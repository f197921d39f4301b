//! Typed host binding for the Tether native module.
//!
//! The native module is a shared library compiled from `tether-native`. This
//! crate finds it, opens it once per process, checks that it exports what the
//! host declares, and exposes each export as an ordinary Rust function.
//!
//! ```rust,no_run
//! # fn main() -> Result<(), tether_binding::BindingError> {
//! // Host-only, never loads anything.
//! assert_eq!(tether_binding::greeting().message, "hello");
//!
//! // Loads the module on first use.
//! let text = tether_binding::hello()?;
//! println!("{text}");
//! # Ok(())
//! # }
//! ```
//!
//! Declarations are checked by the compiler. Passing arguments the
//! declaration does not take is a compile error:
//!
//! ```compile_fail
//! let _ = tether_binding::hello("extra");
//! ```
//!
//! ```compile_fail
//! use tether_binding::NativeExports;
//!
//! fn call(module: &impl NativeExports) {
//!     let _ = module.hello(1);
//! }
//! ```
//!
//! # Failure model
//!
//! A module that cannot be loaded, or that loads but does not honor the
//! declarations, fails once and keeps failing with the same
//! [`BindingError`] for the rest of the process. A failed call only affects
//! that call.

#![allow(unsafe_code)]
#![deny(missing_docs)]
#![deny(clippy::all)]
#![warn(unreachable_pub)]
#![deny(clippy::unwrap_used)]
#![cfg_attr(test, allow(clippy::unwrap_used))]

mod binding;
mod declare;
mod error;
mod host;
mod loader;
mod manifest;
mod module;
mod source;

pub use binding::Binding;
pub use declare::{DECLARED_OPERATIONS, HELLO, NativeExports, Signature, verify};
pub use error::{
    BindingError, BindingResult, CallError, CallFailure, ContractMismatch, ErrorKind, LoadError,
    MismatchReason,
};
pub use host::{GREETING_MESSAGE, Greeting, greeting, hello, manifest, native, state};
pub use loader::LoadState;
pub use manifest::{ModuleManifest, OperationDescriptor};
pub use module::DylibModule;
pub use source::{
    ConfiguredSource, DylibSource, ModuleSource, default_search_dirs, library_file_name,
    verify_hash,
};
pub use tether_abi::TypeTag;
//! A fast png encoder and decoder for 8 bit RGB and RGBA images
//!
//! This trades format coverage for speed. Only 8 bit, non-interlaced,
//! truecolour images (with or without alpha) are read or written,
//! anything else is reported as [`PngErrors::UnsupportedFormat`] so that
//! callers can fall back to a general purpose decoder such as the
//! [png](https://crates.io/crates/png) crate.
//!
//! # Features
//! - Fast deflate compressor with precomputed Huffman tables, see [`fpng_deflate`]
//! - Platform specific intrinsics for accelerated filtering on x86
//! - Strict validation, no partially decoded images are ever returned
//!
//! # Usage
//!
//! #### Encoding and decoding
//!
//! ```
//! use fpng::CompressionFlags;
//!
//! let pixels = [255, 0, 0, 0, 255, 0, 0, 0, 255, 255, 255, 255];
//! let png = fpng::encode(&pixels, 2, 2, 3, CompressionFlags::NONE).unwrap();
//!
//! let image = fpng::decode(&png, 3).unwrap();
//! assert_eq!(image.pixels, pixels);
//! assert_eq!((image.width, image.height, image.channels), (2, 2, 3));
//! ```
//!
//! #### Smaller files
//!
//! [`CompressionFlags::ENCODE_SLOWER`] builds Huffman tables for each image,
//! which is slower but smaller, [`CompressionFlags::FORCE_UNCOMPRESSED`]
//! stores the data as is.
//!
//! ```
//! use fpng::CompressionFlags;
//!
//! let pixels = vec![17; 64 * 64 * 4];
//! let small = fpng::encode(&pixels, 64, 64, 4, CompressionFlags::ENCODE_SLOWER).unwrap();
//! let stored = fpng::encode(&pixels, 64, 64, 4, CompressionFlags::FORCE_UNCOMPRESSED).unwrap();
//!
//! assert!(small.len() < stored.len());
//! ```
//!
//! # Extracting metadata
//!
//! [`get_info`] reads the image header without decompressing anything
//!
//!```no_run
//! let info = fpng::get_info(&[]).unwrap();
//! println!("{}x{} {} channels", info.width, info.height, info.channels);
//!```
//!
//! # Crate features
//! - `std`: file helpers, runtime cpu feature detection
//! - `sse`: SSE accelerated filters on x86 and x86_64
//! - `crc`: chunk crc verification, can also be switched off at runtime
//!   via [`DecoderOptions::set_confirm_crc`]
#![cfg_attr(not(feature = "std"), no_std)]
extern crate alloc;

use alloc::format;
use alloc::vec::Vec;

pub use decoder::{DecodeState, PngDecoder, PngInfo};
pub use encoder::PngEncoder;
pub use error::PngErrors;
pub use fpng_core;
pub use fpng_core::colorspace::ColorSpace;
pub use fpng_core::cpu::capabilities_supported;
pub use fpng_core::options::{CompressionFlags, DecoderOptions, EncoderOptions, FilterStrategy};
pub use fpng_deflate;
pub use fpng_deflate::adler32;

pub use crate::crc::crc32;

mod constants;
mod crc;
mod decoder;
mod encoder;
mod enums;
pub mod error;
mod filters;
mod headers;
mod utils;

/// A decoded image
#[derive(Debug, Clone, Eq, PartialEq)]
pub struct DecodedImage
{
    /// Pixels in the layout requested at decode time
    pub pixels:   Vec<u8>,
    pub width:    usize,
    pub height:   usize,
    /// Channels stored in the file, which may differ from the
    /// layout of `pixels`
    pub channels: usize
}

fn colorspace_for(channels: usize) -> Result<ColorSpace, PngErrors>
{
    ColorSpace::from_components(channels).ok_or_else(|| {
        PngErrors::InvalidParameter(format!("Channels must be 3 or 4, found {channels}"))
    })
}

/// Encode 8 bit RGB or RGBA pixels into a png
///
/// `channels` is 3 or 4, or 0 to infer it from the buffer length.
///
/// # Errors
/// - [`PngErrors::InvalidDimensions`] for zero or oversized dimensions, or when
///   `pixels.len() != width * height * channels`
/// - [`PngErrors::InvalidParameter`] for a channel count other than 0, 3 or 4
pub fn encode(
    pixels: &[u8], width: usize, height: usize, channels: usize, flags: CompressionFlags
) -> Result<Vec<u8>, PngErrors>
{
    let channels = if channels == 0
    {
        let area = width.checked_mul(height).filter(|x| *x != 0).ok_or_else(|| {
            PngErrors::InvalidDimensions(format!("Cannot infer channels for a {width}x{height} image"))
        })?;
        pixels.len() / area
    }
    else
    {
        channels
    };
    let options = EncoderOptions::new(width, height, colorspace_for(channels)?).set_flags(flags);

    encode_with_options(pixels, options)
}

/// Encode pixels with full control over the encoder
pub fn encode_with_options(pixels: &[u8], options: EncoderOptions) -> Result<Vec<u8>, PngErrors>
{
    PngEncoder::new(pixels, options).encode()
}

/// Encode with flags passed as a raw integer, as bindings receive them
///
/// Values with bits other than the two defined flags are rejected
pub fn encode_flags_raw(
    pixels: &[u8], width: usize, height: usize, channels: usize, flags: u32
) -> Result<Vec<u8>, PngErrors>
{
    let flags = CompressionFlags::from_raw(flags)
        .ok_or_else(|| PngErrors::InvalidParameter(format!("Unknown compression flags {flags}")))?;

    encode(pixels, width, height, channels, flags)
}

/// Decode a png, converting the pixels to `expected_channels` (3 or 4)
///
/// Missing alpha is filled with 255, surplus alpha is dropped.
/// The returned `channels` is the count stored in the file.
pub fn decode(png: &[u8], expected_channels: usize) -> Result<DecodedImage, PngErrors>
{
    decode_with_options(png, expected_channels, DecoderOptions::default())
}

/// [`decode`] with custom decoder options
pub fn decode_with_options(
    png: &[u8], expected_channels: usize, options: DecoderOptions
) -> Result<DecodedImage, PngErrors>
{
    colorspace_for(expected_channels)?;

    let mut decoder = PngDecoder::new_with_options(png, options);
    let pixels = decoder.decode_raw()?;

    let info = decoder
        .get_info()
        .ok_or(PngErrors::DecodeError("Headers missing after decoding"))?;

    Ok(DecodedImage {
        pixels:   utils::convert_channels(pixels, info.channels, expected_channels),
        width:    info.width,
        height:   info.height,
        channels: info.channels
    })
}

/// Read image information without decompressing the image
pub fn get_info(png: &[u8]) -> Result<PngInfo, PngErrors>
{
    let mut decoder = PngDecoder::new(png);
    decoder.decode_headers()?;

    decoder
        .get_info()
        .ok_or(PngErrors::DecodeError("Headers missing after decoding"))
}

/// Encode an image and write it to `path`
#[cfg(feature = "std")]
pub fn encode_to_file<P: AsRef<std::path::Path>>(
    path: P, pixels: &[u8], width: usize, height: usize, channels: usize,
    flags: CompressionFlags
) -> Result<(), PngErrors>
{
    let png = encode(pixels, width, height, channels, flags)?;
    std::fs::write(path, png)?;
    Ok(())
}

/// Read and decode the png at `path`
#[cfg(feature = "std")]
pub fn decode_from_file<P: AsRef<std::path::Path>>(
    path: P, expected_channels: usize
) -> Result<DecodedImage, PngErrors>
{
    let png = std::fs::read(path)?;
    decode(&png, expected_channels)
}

* * * * * * * * *

-- Your goal --
How many lines of the data contain "runtime"? Work it out and give only the number.

-- Response --
2